Th1/Th2 Differentiation and B Cell Function by the Atypical PKCs and Their Regulators.

Overview

The members of the atypical Protein Kinase Cs (aPKC) kinase subfamily, PKCζ and PKCλ/ɩ, as well as their adapters, p62 and Par-6, form part of the PB1-domain-containing group of signaling regulators. Both adapters serve to locate through heterotypic interactions the aPKCs into the NF-κB and cell polarity pathways, respectively. Both signaling cascades have been critically implicated in T cell function in vitro and in vivo.
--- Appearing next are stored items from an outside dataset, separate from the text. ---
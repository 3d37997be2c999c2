//! Domain types for the user directory and the session ledger.
//!
//! All timestamps are `DateTime<Utc>`. All types are serializable via
//! serde + serde_yaml.

use std::fmt;

use chrono::{DateTime, Utc};
use serde::{Deserialize, Serialize};

// ---------------------------------------------------------------------------
// Newtypes
// ---------------------------------------------------------------------------

/// Numeric key of a user in the directory.
#[derive(Debug, Clone, Copy, PartialEq, Eq, Hash, PartialOrd, Ord, Serialize, Deserialize)]
pub struct UserId(pub u64);

impl fmt::Display for UserId {
    fn fmt(&self, f: &mut fmt::Formatter<'_>) -> fmt::Result {
        self.0.fmt(f)
    }
}

impl From<u64> for UserId {
    fn from(id: u64) -> Self {
        Self(id)
    }
}

/// Numeric key of a session ledger row.
#[derive(Debug, Clone, Copy, PartialEq, Eq, Hash, PartialOrd, Ord, Serialize, Deserialize)]
pub struct SessionId(pub u64);

impl fmt::Display for SessionId {
    fn fmt(&self, f: &mut fmt::Formatter<'_>) -> fmt::Result {
        self.0.fmt(f)
    }
}

impl From<u64> for SessionId {
    fn from(id: u64) -> Self {
        Self(id)
    }
}

// ---------------------------------------------------------------------------
// Domain structs
// ---------------------------------------------------------------------------

/// A VPN user. Owned by the provisioning side; the reconciler only flips
/// `is_online` and `last_connection_time`.
#[derive(Debug, Clone, PartialEq, Eq, Serialize, Deserialize)]
pub struct User {
    pub id: UserId,
    /// Unique; matched exactly against the certificate common name.
    pub name: String,
    #[serde(default)]
    pub is_online: bool,
    /// Last routing-table reference seen for this user.
    #[serde(default, skip_serializing_if = "Option::is_none")]
    pub last_connection_time: Option<DateTime<Utc>>,
}

/// One row of the session ledger.
///
/// While `is_online` is true the row is the user's open session and
/// `session_ended_at` is `None`. Finalizing sets both.
#[derive(Debug, Clone, PartialEq, Eq, Serialize, Deserialize)]
pub struct ClientLog {
    pub id: SessionId,
    pub user_id: UserId,
    pub is_online: bool,
    pub online_duration_secs: u64,
    /// Bytes received + bytes sent, as last reported.
    pub traffic_usage: u64,
    pub session_started_at: DateTime<Utc>,
    #[serde(default, skip_serializing_if = "Option::is_none")]
    pub session_ended_at: Option<DateTime<Utc>>,
    pub created_at: DateTime<Utc>,
}

impl ClientLog {
    /// Start of the session while it is open, end of the session once finalized.
    pub fn last_connection_time(&self) -> DateTime<Utc> {
        self.session_ended_at.unwrap_or(self.session_started_at)
    }

    pub fn is_open(&self) -> bool {
        self.is_online && self.session_ended_at.is_none()
    }
}

/// Insert payload for [`crate::Directory::create_session`]. New rows are always open.
#[derive(Debug, Clone, PartialEq, Eq)]
pub struct NewClientLog {
    pub user_id: UserId,
    pub online_duration_secs: u64,
    pub traffic_usage: u64,
    pub session_started_at: DateTime<Utc>,
    pub created_at: DateTime<Utc>,
}

impl NewClientLog {
    pub(crate) fn into_row(self, id: SessionId) -> ClientLog {
        ClientLog {
            id,
            user_id: self.user_id,
            is_online: true,
            online_duration_secs: self.online_duration_secs,
            traffic_usage: self.traffic_usage,
            session_started_at: self.session_started_at,
            session_ended_at: None,
            created_at: self.created_at,
        }
    }
}

// ---------------------------------------------------------------------------
// Tests
// ---------------------------------------------------------------------------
The analysis of gene-knockout (KO) mice deficient in the different PB1 molecules is providing more definitive information on the actual role that the aPKCs and other PB1-containing molecules play in B cell biology and T cell polarity, survival, and differentiation toward the different effector lineages in vivo and at the cellular ex vivo level. Here we discuss recent data generated from the analysis of KO mice linking the control of cell polarity by PKCλ/ɩ and PKCζ, their adapter p62, and the Par-4 inhibitor, in the control of B and T cell signaling and differentiation. Altogether, these genetic and biochemical evidences reveal the existence of a PB1-orchestrated signaling network that acts to control Th2 differentiation in vitro and in vivo, and the gene transcriptional programs that are essential during the B cell maturation and function and Th2 differentiation.